## [Directions for this task]
Your job is to set down the stretch of entries that opens with the line containing "impl<H: CommandHandler> Drop" and closes with the line containing "how it ended.". Keep both end lines, copy each exactly, and add nothing.

## [Data for the task]
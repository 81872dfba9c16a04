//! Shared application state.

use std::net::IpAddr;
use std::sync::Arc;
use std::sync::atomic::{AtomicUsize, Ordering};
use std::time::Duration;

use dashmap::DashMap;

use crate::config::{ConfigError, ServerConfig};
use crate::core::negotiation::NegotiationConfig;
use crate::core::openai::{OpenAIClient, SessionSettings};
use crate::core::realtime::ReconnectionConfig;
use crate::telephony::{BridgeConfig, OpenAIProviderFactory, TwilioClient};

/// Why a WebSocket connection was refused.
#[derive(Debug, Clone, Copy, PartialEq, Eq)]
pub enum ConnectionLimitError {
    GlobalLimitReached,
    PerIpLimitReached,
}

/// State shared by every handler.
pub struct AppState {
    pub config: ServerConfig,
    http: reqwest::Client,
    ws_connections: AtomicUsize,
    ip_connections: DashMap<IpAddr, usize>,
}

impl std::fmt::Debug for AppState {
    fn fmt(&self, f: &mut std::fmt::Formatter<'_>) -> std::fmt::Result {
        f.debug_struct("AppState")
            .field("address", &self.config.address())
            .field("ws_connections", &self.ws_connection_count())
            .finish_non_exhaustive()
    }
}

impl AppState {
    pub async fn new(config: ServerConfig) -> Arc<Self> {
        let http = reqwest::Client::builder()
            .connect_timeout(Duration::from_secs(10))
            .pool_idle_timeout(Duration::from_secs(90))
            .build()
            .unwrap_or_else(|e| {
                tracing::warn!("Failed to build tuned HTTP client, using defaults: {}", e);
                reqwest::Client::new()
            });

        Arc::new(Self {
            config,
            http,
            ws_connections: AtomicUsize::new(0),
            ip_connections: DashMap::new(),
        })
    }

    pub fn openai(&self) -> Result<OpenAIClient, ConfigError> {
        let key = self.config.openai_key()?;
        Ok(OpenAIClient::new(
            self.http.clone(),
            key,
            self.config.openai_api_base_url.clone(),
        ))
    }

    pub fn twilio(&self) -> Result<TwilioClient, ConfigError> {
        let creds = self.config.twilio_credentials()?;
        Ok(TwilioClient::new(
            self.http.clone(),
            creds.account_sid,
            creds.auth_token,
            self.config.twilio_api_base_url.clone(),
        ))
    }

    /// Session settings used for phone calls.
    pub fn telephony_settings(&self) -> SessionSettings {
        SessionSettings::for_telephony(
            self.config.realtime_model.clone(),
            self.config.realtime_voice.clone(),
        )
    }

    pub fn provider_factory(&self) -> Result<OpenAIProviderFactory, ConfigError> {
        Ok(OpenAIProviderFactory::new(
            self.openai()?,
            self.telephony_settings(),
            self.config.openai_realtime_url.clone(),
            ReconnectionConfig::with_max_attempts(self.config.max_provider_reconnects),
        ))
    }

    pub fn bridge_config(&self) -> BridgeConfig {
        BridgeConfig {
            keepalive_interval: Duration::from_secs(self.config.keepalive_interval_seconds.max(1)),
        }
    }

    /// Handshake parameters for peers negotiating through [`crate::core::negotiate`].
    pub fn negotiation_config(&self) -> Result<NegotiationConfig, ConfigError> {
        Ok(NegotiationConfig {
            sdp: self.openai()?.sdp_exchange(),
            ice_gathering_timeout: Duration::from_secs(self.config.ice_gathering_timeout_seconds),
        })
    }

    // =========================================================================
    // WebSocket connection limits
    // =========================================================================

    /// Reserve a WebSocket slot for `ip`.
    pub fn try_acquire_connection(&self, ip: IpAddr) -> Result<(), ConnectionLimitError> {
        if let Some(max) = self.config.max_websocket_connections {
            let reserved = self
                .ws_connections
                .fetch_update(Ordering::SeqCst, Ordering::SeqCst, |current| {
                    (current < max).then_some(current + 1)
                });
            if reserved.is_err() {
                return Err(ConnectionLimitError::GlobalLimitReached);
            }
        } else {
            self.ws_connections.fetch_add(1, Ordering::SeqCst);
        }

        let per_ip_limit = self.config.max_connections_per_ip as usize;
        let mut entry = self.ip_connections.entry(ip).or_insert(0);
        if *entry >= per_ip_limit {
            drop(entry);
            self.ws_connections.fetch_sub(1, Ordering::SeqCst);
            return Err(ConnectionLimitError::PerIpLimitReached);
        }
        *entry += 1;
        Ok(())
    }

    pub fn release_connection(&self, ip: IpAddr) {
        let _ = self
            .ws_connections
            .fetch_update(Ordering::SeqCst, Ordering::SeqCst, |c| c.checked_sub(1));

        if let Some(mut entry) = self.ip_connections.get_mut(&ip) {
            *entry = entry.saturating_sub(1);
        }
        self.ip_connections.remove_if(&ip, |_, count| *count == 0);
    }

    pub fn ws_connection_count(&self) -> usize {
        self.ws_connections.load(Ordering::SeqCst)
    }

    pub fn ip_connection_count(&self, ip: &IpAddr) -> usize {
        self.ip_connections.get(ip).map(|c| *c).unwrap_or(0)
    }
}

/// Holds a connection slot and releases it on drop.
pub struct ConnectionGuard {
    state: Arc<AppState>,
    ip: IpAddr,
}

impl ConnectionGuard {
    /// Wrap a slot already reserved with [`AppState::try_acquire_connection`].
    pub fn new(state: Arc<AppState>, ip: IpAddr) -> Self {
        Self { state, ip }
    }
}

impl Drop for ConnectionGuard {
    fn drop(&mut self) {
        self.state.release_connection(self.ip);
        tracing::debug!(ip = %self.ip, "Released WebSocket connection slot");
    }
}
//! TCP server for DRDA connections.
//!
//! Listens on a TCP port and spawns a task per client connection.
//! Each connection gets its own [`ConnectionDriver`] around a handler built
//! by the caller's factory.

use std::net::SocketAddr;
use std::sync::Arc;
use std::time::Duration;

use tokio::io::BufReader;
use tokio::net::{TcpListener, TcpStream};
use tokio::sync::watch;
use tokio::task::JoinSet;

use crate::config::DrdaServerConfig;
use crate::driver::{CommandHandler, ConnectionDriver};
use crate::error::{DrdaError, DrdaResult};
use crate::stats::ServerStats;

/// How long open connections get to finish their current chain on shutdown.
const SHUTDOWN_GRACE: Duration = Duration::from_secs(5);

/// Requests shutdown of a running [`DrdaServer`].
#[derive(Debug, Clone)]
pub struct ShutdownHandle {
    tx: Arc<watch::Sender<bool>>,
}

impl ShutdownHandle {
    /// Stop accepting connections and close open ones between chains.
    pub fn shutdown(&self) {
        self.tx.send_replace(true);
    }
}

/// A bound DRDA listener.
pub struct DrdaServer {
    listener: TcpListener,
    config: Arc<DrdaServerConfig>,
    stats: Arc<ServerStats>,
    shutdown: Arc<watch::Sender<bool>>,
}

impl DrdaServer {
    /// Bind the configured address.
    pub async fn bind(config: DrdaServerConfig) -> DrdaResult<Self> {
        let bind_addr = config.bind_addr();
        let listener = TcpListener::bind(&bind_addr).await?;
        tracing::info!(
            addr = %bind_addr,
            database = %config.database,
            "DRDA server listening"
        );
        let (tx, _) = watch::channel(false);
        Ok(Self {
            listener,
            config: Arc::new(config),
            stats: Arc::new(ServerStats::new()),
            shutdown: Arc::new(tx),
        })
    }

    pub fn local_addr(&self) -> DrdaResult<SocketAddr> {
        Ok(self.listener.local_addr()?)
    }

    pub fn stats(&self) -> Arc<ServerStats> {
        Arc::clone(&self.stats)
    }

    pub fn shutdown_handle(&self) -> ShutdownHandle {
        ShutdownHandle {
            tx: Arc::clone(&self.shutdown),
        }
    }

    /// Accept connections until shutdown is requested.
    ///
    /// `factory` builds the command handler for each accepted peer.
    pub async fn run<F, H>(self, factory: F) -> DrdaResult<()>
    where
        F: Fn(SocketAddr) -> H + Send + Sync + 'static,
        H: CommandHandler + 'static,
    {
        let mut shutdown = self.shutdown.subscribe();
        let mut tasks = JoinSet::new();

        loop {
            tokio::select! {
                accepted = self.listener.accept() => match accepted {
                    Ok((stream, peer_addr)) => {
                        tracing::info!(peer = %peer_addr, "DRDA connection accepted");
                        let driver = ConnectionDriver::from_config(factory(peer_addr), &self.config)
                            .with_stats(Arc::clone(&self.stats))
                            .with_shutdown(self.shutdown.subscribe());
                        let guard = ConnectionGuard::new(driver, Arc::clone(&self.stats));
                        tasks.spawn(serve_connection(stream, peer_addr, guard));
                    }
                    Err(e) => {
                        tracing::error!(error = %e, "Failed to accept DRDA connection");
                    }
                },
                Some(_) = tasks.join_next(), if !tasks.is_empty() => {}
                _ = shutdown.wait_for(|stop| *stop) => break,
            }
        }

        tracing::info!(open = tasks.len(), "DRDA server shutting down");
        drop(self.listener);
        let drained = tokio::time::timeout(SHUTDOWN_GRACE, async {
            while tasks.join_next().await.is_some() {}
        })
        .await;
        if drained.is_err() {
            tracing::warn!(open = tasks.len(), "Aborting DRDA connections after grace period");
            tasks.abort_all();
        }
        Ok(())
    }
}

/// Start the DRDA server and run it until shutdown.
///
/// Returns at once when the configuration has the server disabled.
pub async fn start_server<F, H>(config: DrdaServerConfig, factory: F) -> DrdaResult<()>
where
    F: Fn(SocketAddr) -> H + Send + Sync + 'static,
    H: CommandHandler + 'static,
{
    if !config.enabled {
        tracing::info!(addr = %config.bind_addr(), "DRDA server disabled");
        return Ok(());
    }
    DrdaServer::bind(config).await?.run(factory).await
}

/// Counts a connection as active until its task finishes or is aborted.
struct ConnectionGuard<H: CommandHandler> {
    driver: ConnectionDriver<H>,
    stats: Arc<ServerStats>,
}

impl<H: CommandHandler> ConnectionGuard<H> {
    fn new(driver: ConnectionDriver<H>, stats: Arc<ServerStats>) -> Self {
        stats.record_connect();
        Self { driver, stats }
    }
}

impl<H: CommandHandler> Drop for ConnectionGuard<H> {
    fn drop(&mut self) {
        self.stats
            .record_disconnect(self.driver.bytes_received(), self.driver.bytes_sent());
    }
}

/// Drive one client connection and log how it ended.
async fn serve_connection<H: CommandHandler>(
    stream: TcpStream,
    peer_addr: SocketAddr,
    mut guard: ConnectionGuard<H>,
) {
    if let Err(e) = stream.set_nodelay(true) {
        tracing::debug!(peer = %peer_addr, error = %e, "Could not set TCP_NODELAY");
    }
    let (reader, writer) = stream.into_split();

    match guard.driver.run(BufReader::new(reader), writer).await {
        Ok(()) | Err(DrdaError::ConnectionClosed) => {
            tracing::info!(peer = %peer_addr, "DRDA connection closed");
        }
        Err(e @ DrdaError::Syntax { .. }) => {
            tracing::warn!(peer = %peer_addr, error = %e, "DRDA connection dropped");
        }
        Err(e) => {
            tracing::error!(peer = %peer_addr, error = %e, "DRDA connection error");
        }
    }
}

## [Solution]
impl<H: CommandHandler> Drop for ConnectionGuard<H> {
    fn drop(&mut self) {
        self.stats
            .record_disconnect(self.driver.bytes_received(), self.driver.bytes_sent());
    }
}

/// Drive one client connection and log how it ended.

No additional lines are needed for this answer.